Du wartest, bis sie etwas sagt, hörst die gestammelten Sätze an, wartest, bis sie weiter reden kann. „Es ist alles okay“, hörst Du Dich sagen. „Lass Dir Zeit.“ Du versuchst alles richtig zu machen, in dem Moment die Person zu sein, die Du Dir selbst in Krisen wünschen würdest.



Mein Handy klingelt. Meine Freundin ruft an. Die, über die ich gestern schrieb. Was in den nächsten 10 Minuten und 8 Sekunden folgt ist eine Person, die ich so noch nie erlebt habe. Sie brüllt ins Telefon, jedenfalls muss ich es ein Stück weg von meinem Ohr halten, obwohl es laut im Bus ist.

Es geht um gestern Abend, darum, dass sie nicht wusste, ob ich heute Morgen noch lebe, dass es die beschissenste Idee seit langem war für das Praktikum zurück in mein Elternhaus zu gehen, dass sie die Nacht nicht geschlafen habe und ich irgendwie weg von den Menschen gehe, die mich mögen.

„Glaubst Du ich habe besonders gut geschlafen nach den Ankündigungen gestern?“, hätte ich am liebsten zurück gefragt, aber für so etwas bin ich natürlich zu schüchtern und dann bleibt mit nur das ja sagen übrig.



In Teilen kann ich sie verstehen, auch wenn es bei mir immer empfindlich auf die Stimmung drückt, wenn Menschen so laut werden.

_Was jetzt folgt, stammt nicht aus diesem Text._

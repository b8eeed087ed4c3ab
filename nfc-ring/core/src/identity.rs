//! User Identity
//!
//! The user on whose behalf requests are made, passed explicitly to the
//! operations that need it.

use std::fmt;

use serde::{Deserialize, Serialize};

/// Default number of ring slots per user
///
/// Slot ids run from `01` to `MAX_TOKENS_COUNT - 1`.
pub const MAX_TOKENS_COUNT: u32 = 10;

/// Active user
#[derive(Clone, Debug, PartialEq, Eq, Hash, Serialize, Deserialize)]
pub struct UserIdentity {
    username: String,
}

impl UserIdentity {
    /// Identity for `username`
    pub fn new(username: impl Into<String>) -> Self {
        Self {
            username: username.into(),
        }
    }

    /// Identity of the user running this process
    ///
    /// Reads `USER`, then `USERNAME`. Returns `None` when neither is set.
    #[must_use]
    pub fn from_env() -> Option<Self> {
        std::env::var("USER")
            .or_else(|_| std::env::var("USERNAME"))
            .ok()
            .filter(|name| !name.is_empty())
            .map(Self::new)
    }

    /// Username
    #[must_use]
    pub fn username(&self) -> &str {
        &self.username
    }
}

impl fmt::Display for UserIdentity {
    fn fmt(&self, f: &mut fmt::Formatter<'_>) -> fmt::Result {
        f.write_str(&self.username)
    }
}

#[cfg(test)]
mod tests {
    use super::*;

    #[test]
    fn test_identity_username() {
        let identity = UserIdentity::new("alice");
        assert_eq!(identity.username(), "alice");
        assert_eq!(identity.to_string(), "alice");
    }
}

Und trotzdem glaube ich, dass dieses Praktikum genau dort für mich richtig war. Ich hatte so viele schöne Begegnungen und kannte auch noch viele Menschen von damals. Ich habe viel erlebt und durfte echt viel machen. Das hat mir so viel mehr gebracht, als wenn ich das Praktikum an der Uni gemacht hätte.



Wie geht es jetzt weiter für mich?

Ich weiß es noch nicht. Erstmal gilt es das Wochenende zu überleben. Alles ziehen am mir. Meine Schwester möchte, dass ich ihr bleibe und droht sonst mit Essverweigerung. Mein Papa möchte, dass ich zurück an meinen Wohnort gehe, ebenso meine Freundin und meine Vermieterin.



Keine Ahnung, wie sich das alles entwickeln wird. Balancieren zwischen den Welten ist angesagt. Keine einfache Aufgabe.